Tra i problemi che la pandemia ha portato con sè a livello globale e senza eccezioni, l’aumento esponenziale di divorzi e separazioni.
Non solo quindi problemi legati al contagio e al malessere fisico, ma uno stato mentale messo a dura prova con risvolti ancora poco considerati benchè i primi dati parlino chiaro: non ci sono ancora numeri sulle persone coinvolte, ma nei grandi centri regionali di prenotazione di farmaci è stato rilevato un aumento del 35% di dotazioni di ansiolitici e ipnotici e un incremento del 28,2% degli antidepressivi. Se questa è l’offerta, è conseguente immaginare che la domanda non sia distante.
In tema di disturbi legati al periodo Covid, un altro elemento interessante sul quale già si possono abbozzare le prime riflessioni, lo propone il professor Massimo Di Giannantonio, presidente eletto della Società Italiana di Psichiatria, che intervistato da Fanpage ha così dichiarato circa la cosiddetta ansia da ‘limbo’, : “È un nuovo tipo di ansia – da sospensione del tempo – che aumenta il malessere psichico di molte persone. Il limbo è la rappresentazione simbolica di un’attesa che non trova termine: quella del vaccino, del risultato de tampone, del ricovero di un caro. Questa attesa può essere vissuta in modi differenti a seconda delle personalità. Vediamo ogni giorno sempre più persone che la subiscono passivamente, facendola diventare una sorta di alibi per attuare un atteggiamento rinunciatario e passivo. Ne vediamo poi altre insofferenti che reagiscono in modo aggressivo, a volte violento”.
Traumi e situazioni di prostrazione profonda che inevitabilmente sono impattati su migliaia di coppie costrette a passare magari per la prima volta l’intera giornata assieme: salotti e camere improvvisamente diventati uffici per far posto a quel smart working che di agevole poi non ha così tanto.

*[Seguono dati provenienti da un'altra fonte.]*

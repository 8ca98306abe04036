//! Anchored case-insensitive prefix alternation.
//!
//! The primitive every terminal rule is built on: test whether the
//! unconsumed input starts with one of a list of literal alternatives, and
//! consume the match if so. There is no pattern engine underneath; matching
//! is explicit first-listed-prefix with a word-boundary guard, so the
//! tie-break is exactly source order.

use crate::context::ParseContext;

/// Tests one alternative against the front of `rest`, case-insensitively.
///
/// Returns the matched byte length. Alternatives ending in an alphanumeric
/// character must be followed by a non-alphanumeric character (or end of
/// input), so `on` never matches the front of `onion`; punctuation
/// alternatives are exempt and match flush against whatever follows.
#[must_use]
pub fn prefix_len(alternative: &str, rest: &str) -> Option<usize> {
    let candidate = rest.get(..alternative.len())?;
    if !candidate.eq_ignore_ascii_case(alternative) {
        return None;
    }
    let ends_alphanumeric = alternative.chars().last().is_some_and(char::is_alphanumeric);
    if ends_alphanumeric {
        let next = rest[alternative.len()..].chars().next();
        if next.is_some_and(char::is_alphanumeric) {
            return None;
        }
    }
    Some(alternative.len())
}

/// Matches the first listed alternative at the front of the context's
/// unconsumed input.
///
/// On success consumes the literal plus any following whitespace and returns
/// the literal as it was spelled in the input. On failure the context is
/// untouched. Writing the captured literal to the proper context field is
/// the calling rule's job.
pub fn match_literal(alternatives: &[&str], ctx: &mut ParseContext) -> Option<String> {
    for alternative in alternatives {
        if let Some(len) = prefix_len(alternative, ctx.remaining()) {
            let literal = ctx.remaining()[..len].to_string();
            ctx.consume(len);
            return Some(literal);
        }
    }
    None
}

Se da un lato però le crisi di coppia si sono concretizzate a causa di situazioni personali al limite del patologico, dall’altro è emerso un altro dato alquanto curioso che trova concordi entrambi i sessi. Se l’idea di convivere full time poteva per molti già rappresentare un banco di prova impegnativo, pare che lo scalino che ha provocato la caduta portando molti a scelte estreme sia stato quello di vedere il partner in abiti un po’ troppo disinvolti: pigiami dall’elastico allentato, pantofoloni ereditati dalla nonna e biancheria troppo spartana non hanno solo ammazzato la libido già minata da stati d’animo poco ben disposti, ma hanno definitivamente dato il colpo di grazia a rapporti anche decennali. Una mancanza di rispetto per alcuni che hanno visto nella trascuratezza dei rispettivi compagni un evidente segnale di disinteresse, addirittura una presa in giro per altri che invece in quei maglioni oversize e pieni di buchi hanno maturato la convinzione che la loro metà tenesse il meglio di sè solo fuori dalle mura domestiche. Divisioni che hanno preso l’appellativo di ‘separazioni da sciatteria‘: complice probabilmente anche una soglia della tolleranza che ha tolto ogni freno inibitore e che ha fatto sparire quella benevolenza con la quale si perdonavano imperfezioni e atteggiamenti di rilassatezza comprensibili nell’intimità di una casa.
Se alla ‘sciatteria’ si aggiunge poi che durante il lockdown nascondere tradimenti è molto più complicato, il gioco è fatto: secondo l’associazione Avvocati Matrimonialisti Italiani infatti il 2020 ha portato un aumento di separazioni e divorzi del 30% in Italia, con punte record del 35% in alcune zone come la Liguria.
Un’esplosione emotiva per una convivenza forzata e spesso inedita che non può che destare preoccupazione, con oltre 10 mila le coppie in attesa di un giudizio provvisorio, costrette giocoforza a convivere sotto lo stesso tetto col rischio di veder acuire quel livore spesso causa di violenza.
Un dato positivo però c’è: molti terapisti di coppia convengono nell’affermare infatti che le unioni che hanno resisto alla bufera di un anno tanto nefasto, possono guardare al loro futuro con rinnovata fiducia. Della serie, ciò che non ci uccide, rafforza.